EXERCISE AIM = Find and copy every line in the records that includes the string "format".

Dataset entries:
☆ ☆ ☆ ☆ ☆

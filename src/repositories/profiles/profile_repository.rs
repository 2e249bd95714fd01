//! # 사용자 프로필 리포지토리
//!
//! Firestore `users` 컬렉션의 프로필 문서에 대한 데이터 액세스 계층입니다.
//! Firestore REST API(`projects/{project_id}/databases/(default)/documents`)를
//! 직접 호출하며, 문서 ID로 Firebase 계정의 uid를 사용합니다.
//!
//! ## 저장 전략
//!
//! 쓰기는 항상 병합(merge)입니다. `updateMask.fieldPaths` 쿼리 매개변수에
//! 요청에 존재하는 필드만 나열하므로, 문서의 다른 필드는 건드리지 않습니다.
//! 문서가 없으면 PATCH가 문서를 생성하므로 별도의 생성 연산이 필요 없습니다.
//!
//! ## 에러 처리
//!
//! - 문서 없음(404)은 에러가 아니라 `None`으로 반환됩니다.
//! - 그 외의 거부 응답은 [`AppError::ExternalServiceError`]로 전파됩니다.

use std::collections::HashMap;
use std::sync::Arc;

use serde::{Deserialize, Serialize};

use crate::config::FirebaseConfig;
use crate::core::registry::{RepositoryRegistration, ServiceLocator};
use crate::domain::models::accounts::user_profile::UserProfile;
use crate::errors::{AppError, AppResult};
use crate::firebase::credentials::FirebaseCredentials;

/// 프로필 문서가 저장되는 Firestore 컬렉션
const COLLECTION: &str = "users";

/// Firestore 문서의 단일 값
///
/// 프로필 문서의 모든 필드는 문자열이므로 `stringValue`만 다룹니다.
#[derive(Debug, Clone, Serialize, Deserialize)]
#[serde(rename_all = "camelCase")]
struct FirestoreValue {
    string_value: String,
}

/// Firestore REST API의 문서 표현
///
/// 읽기 응답과 쓰기 요청 본문에 공통으로 사용됩니다.
#[derive(Debug, Default, Serialize, Deserialize)]
struct FirestoreDocument {
    #[serde(default)]
    fields: HashMap<String, FirestoreValue>,
}

/// 사용자 프로필 데이터 액세스 리포지토리
///
/// 부팅 시 `ServiceLocator`에 등록된 [`FirebaseCredentials`]를 주입받아
/// 모든 요청에 서비스 계정의 액세스 토큰을 사용합니다.
pub struct ProfileRepository {
    http: reqwest::Client,
    credentials: Arc<FirebaseCredentials>,
}

// Firestore 클라이언트는 접속 풀 외의 상태가 없으므로 매크로 없이 직접 등록합니다.
inventory::submit! {
    RepositoryRegistration {
        name: "profile_repository",
        constructor: || Box::new(Arc::new(ProfileRepository::new())),
    }
}

impl ProfileRepository {
    pub fn new() -> Self {
        Self {
            http: reqwest::Client::new(),
            credentials: ServiceLocator::get::<FirebaseCredentials>(),
        }
    }

    /// 등록된 싱글톤 인스턴스를 반환합니다.
    pub fn instance() -> Arc<Self> {
        ServiceLocator::get::<Self>()
    }

    /// uid로 프로필 문서를 조회합니다.
    ///
    /// 문서가 존재하지 않으면 `Ok(None)`을 반환합니다.
    pub async fn find_by_uid(&self, uid: &str) -> AppResult<Option<UserProfile>> {
        let url = self.document_url(uid);
        let access_token = self.credentials.access_token().await?;

        let response = self
            .http
            .get(&url)
            .bearer_auth(access_token)
            .send()
            .await
            .map_err(|e| AppError::ExternalServiceError(format!("Firestore 조회 실패: {}", e)))?;

        if response.status() == reqwest::StatusCode::NOT_FOUND {
            return Ok(None);
        }

        if !response.status().is_success() {
            let body = response.text().await.unwrap_or_default();
            let message = crate::firebase::extract_error_message(&body);
            log::warn!("Firestore 조회 거부: uid={}, {}", uid, message);
            return Err(AppError::ExternalServiceError(message));
        }

        let document = response
            .json::<FirestoreDocument>()
            .await
            .map_err(|e| AppError::ExternalServiceError(format!("Firestore 문서 해석 실패: {}", e)))?;

        Ok(Some(profile_from_document(&document)))
    }

    /// 프로필을 병합 저장하고 저장 후의 전체 문서를 반환합니다.
    ///
    /// `profile`에 존재하는 필드만 `updateMask`에 나열하여 PATCH하므로
    /// 나머지 필드는 보존됩니다. 문서가 없으면 새로 생성됩니다.
    pub async fn save_merge(&self, uid: &str, profile: &UserProfile) -> AppResult<UserProfile> {
        let mask = update_mask(profile);
        let url = self.document_url(uid);
        let access_token = self.credentials.access_token().await?;

        let query: Vec<(&str, &str)> = mask
            .iter()
            .map(|field| ("updateMask.fieldPaths", *field))
            .collect();

        let document = document_from_profile(profile);

        let response = self
            .http
            .patch(&url)
            .query(&query)
            .bearer_auth(access_token)
            .json(&document)
            .send()
            .await
            .map_err(|e| AppError::ExternalServiceError(format!("Firestore 저장 실패: {}", e)))?;

        if !response.status().is_success() {
            let body = response.text().await.unwrap_or_default();
            let message = crate::firebase::extract_error_message(&body);
            log::warn!("Firestore 저장 거부: uid={}, {}", uid, message);
            return Err(AppError::ExternalServiceError(message));
        }

        let saved = response
            .json::<FirestoreDocument>()
            .await
            .map_err(|e| AppError::ExternalServiceError(format!("Firestore 문서 해석 실패: {}", e)))?;

        log::info!("프로필 저장 완료: uid={}, 필드={:?}", uid, mask);
        Ok(profile_from_document(&saved))
    }

    /// uid에 해당하는 문서의 전체 URL을 구성합니다.
    fn document_url(&self, uid: &str) -> String {
        format!(
            "{}/projects/{}/databases/(default)/documents/{}/{}",
            FirebaseConfig::firestore_base_url(),
            FirebaseConfig::project_id(),
            COLLECTION,
            uid
        )
    }
}

/// Firestore 문서를 프로필 모델로 변환합니다.
///
/// 알 수 없는 필드나 문자열이 아닌 값은 무시합니다.
fn profile_from_document(document: &FirestoreDocument) -> UserProfile {
    let field = |name: &str| {
        document
            .fields
            .get(name)
            .map(|value| value.string_value.clone())
    };

    UserProfile {
        display_name: field("displayName"),
        email: field("email"),
        phone_number: field("phoneNumber"),
        photo_url: field("photoURL"),
    }
}

/// 프로필 모델을 Firestore 문서로 변환합니다.
///
/// `None` 필드는 문서에 포함되지 않습니다.
fn document_from_profile(profile: &UserProfile) -> FirestoreDocument {
    let mut fields = HashMap::new();

    let mut insert = |name: &str, value: &Option<String>| {
        if let Some(value) = value {
            fields.insert(
                name.to_string(),
                FirestoreValue {
                    string_value: value.clone(),
                },
            );
        }
    };

    insert("displayName", &profile.display_name);
    insert("email", &profile.email);
    insert("phoneNumber", &profile.phone_number);
    insert("photoURL", &profile.photo_url);

    FirestoreDocument { fields }
}

/// 병합 저장 시 `updateMask.fieldPaths`에 나열할 필드 목록을 구성합니다.
fn update_mask(profile: &UserProfile) -> Vec<&'static str> {
    let mut mask = Vec::new();

    if profile.display_name.is_some() {
        mask.push("displayName");
    }
    if profile.email.is_some() {
        mask.push("email");
    }
    if profile.phone_number.is_some() {
        mask.push("phoneNumber");
    }
    if profile.photo_url.is_some() {
        mask.push("photoURL");
    }

    mask
}

#[cfg(test)]
mod tests {
    use super::*;

    fn sample_profile() -> UserProfile {
        UserProfile {
            display_name: Some("홍길동".to_string()),
            email: Some("user@example.com".to_string()),
            phone_number: None,
            photo_url: Some("https://example.com/me.png".to_string()),
        }
    }

    #[test]
    fn test_document_round_trip_preserves_fields() {
        let profile = sample_profile();

        let document = document_from_profile(&profile);
        assert_eq!(document.fields.len(), 3);
        assert_eq!(document.fields["displayName"].string_value, "홍길동");
        assert_eq!(document.fields["photoURL"].string_value, "https://example.com/me.png");
        assert!(!document.fields.contains_key("phoneNumber"));

        let restored = profile_from_document(&document);
        assert_eq!(restored, profile);
    }

    #[test]
    fn test_update_mask_lists_only_present_fields() {
        let mask = update_mask(&sample_profile());
        assert_eq!(mask, vec!["displayName", "email", "photoURL"]);

        assert!(update_mask(&UserProfile::default()).is_empty());
    }

    #[test]
    fn test_document_parses_firestore_response() {
        let json = serde_json::json!({
            "name": "projects/my-project/databases/(default)/documents/users/uid-1",
            "fields": {
                "displayName": { "stringValue": "홍길동" },
                "email": { "stringValue": "user@example.com" }
            },
            "createTime": "2024-01-01T00:00:00Z",
            "updateTime": "2024-01-02T00:00:00Z"
        });

        let document: FirestoreDocument = serde_json::from_value(json).unwrap();
        let profile = profile_from_document(&document);

        assert_eq!(profile.display_name.as_deref(), Some("홍길동"));
        assert_eq!(profile.email.as_deref(), Some("user@example.com"));
        assert!(profile.photo_url.is_none());
    }

    #[test]
    fn test_document_without_fields_yields_empty_profile() {
        let document: FirestoreDocument = serde_json::from_value(serde_json::json!({
            "name": "projects/my-project/databases/(default)/documents/users/uid-2"
        }))
        .unwrap();

        assert!(profile_from_document(&document).is_empty());
    }
}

☆ ☆ ☆ ☆ ☆

EXERCISE OUTPUT =
            .map_err(|e| AppError::ExternalServiceError(format!("Firestore 조회 실패: {}", e)))?;
            .map_err(|e| AppError::ExternalServiceError(format!("Firestore 문서 해석 실패: {}", e)))?;
            .map_err(|e| AppError::ExternalServiceError(format!("Firestore 저장 실패: {}", e)))?;
            .map_err(|e| AppError::ExternalServiceError(format!("Firestore 문서 해석 실패: {}", e)))?;
        format!(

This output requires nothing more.